Да, на репетициях актер сотни раз подавал букет даме, произносил: «Какой мороз на улице!», садился в кресло (по-разному садятся юноша, старик, военный, человек во фраке и т. д.). Об этих репетициях рассказывают одновременно легенды и анекдоты, но к ним стремятся актеры. Уходят после многих часов измученными и в то же время — обновленными. «Не человек — явление природы», — на этом восприятии Станиславского сходятся все актеры Художественного театра: «С ним — трудно, без него — невозможно».
IXИзредка, с бесконечными приготовлениями он приезжает в свой театр в бывшем Камергерском переулке, который давно называется Проездом Художественного театра. После его приездов спектакль, казавшийся законченным, готовым, возвращается почти к истокам, репетиции идут заново, переносятся в Леонтьевский переулок; актеры, которые были уверены в том, что премьера состоится через две недели, снова учатся ходить, садиться, вставать, возвращаются от спектакля к простейшим этюдам. Ломаются все сроки премьеры, потому что Станиславский, как всегда, добивается создания идеального спектакля.

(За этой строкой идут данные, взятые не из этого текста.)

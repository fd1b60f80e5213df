//! Generic labeled-value extraction.

use regex::Regex;
use tracing::warn;

use super::FieldExtractor;
use super::patterns::{first_line, label_pattern};

/// Extracts the value following a literal label, e.g. `Invoice Number: INV-1`.
///
/// The label is matched case-insensitively with regex metacharacters
/// escaped. The captured value runs to the end of the line the match lands
/// on; whitespace after the label may carry the match onto the next line.
pub struct LabelExtractor {
    pattern: Option<Regex>,
}

impl LabelExtractor {
    pub fn new(label: &str) -> Self {
        let pattern = match label_pattern(label) {
            Ok(pattern) => Some(pattern),
            Err(e) => {
                warn!("Cannot build label pattern for {:?}: {}", label, e);
                None
            }
        };
        Self { pattern }
    }
}

impl FieldExtractor for LabelExtractor {
    type Output = String;

    fn extract(&self, text: &str) -> Option<Self::Output> {
        let caps = self.pattern.as_ref()?.captures(text)?;
        Some(first_line(&caps[1]).to_string())
    }
}

/// Value following `label` in `text`, or an empty string.
pub fn extract_by_label(text: &str, label: &str) -> String {
    LabelExtractor::new(label).extract(text).unwrap_or_default()
}
//! API routes

pub mod extract;
pub mod health;
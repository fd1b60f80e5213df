//! Extract command - pull data points from a single PDF.

use std::fs;
use std::path::PathBuf;
use std::time::Instant;

use clap::Args;
use console::style;
use docpoint_core::ExtractionMode;
use indicatif::{ProgressBar, ProgressStyle};
use tracing::info;

use super::{ModeArg, OutputFormat, build_extractor, format_results, load_config, parse_fields};

/// Arguments for the extract command.
#[derive(Args)]
pub struct ExtractArgs {
    /// Input PDF file
    #[arg(required = true)]
    input: PathBuf,

    /// Field to extract, as NAME or NAME=DESCRIPTION (repeatable)
    #[arg(short = 'f', long = "field", value_name = "NAME[=DESCRIPTION]", required = true)]
    fields: Vec<String>,

    /// Matching mode (default: extraction.default_mode)
    #[arg(short, long, value_enum)]
    mode: Option<ModeArg>,

    /// Output format
    #[arg(long, value_enum, default_value = "json")]
    format: OutputFormat,

    /// Output file (default: stdout)
    #[arg(short, long)]
    output: Option<PathBuf>,
}

pub async fn run(args: ExtractArgs, config_path: Option<&str>) -> anyhow::Result<()> {
    let start = Instant::now();
    let config = load_config(config_path)?;

    if !args.input.exists() {
        anyhow::bail!("Input file not found: {}", args.input.display());
    }

    let mode = args
        .mode
        .map(ExtractionMode::from)
        .unwrap_or(config.extraction.default_mode);
    let fields = parse_fields(&args.fields);

    info!(
        "Extracting {} fields from {} ({} mode)",
        fields.len(),
        args.input.display(),
        mode
    );

    let pb = ProgressBar::new_spinner();
    pb.set_style(ProgressStyle::default_spinner().template("{spinner:.green} {msg}")?);
    pb.set_message("Reading PDF...");

    let extractor = build_extractor(&config);
    let data = fs::read(&args.input)?;

    pb.set_message("Matching fields...");
    let results = extractor.extract(mode, &data, &fields);
    pb.finish_and_clear();
    let results = results?;

    let output = format_results(&results, args.format)?;

    if let Some(output_path) = &args.output {
        fs::write(output_path, &output)?;
        eprintln!(
            "{} Output written to {}",
            style("✓").green(),
            output_path.display()
        );
    } else {
        println!("{}", output.trim_end());
    }

    info!(
        "Found {}/{} fields in {:?}",
        results.iter().filter(|r| r.is_found()).count(),
        results.len(),
        start.elapsed()
    );

    Ok(())
}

В этом — противоречие последних работ Станиславского, осуществленных в Художественном театре. Он либо предлагал экспозицию — воплощали же ее другие режиссеры, либо он приходил в завершающий этап, когда спектакль был подготовлен другими режиссерами; изменение режиссерской концепции, решения художника, построения актерских образов становилось процедурой достаточно сложной и болезненной.
Так случилось с «Мертвыми душами», о которых давно думал Станиславский — еще в 1910 году он набросал свой план инсценировки. В 1930 году была сделана инсценировка М. А. Булгаковым, так точно ощущающим стилистику, фантасмагорическую преувеличенность Гоголя. Над сценическим осуществлением ее работали режиссер Сахновский и художник Дмитриев. Режиссеру виделся спектакль, словно вызванный к жизни «чтецом» — человеком в дорожном костюме тридцатых годов прошлого века, который стоит у подножия огромной мраморной вазы (реминисценции Италии) и читает текст поэмы, как бы вызывает к жизни картины ее.
По воспоминаниям Василия Осиповича Топоркова, игравшего Чичикова, Сахновский вел с исполнителями увлекательные беседы о Гоголе и стиле Гоголя, о его эпохе и его мировоззрении. Актеры читали письма Гоголя и свидетельства современников, многие часы проводили в музеях — вели ту подготовительную работу, которой всегда требовал Станиславский.
Но, придя на генеральную репетицию, «Константин Сергеевич пришел от нее в полное недоумение. Он сказал режиссерам, что ничего из показанного не понял, что мы пришли в тупик, и что всю работу надо начинать сызнова или бросить вовсе. Во всяком случае, что-то в этом роде».
Работа началась снова — началась с возвращения к простейшему. Станиславский беспощадно перечеркнул всю работу художника Дмитриева, который увидел действие в окружении преувеличенных, искаженных предметов. «У каждой вещи была как бы своя уродливая рожа», — замечает Сахновский. В стилизованном Петербурге, где встречается Чичиков со старым чиновником, рекомендовавшим ему заняться покупкой мертвых душ, пели цыганки и кутили гусары, здесь появлялся капитан Копейкин в форме фельдъегеря и обезумевшие чиновники искали Чичикова в сундуках и шляпных коробках, сдвигая диваны и громоздя на них столы, лезли на потолок, потому что кто-то сказал, что Чичиков спрятался в люстре.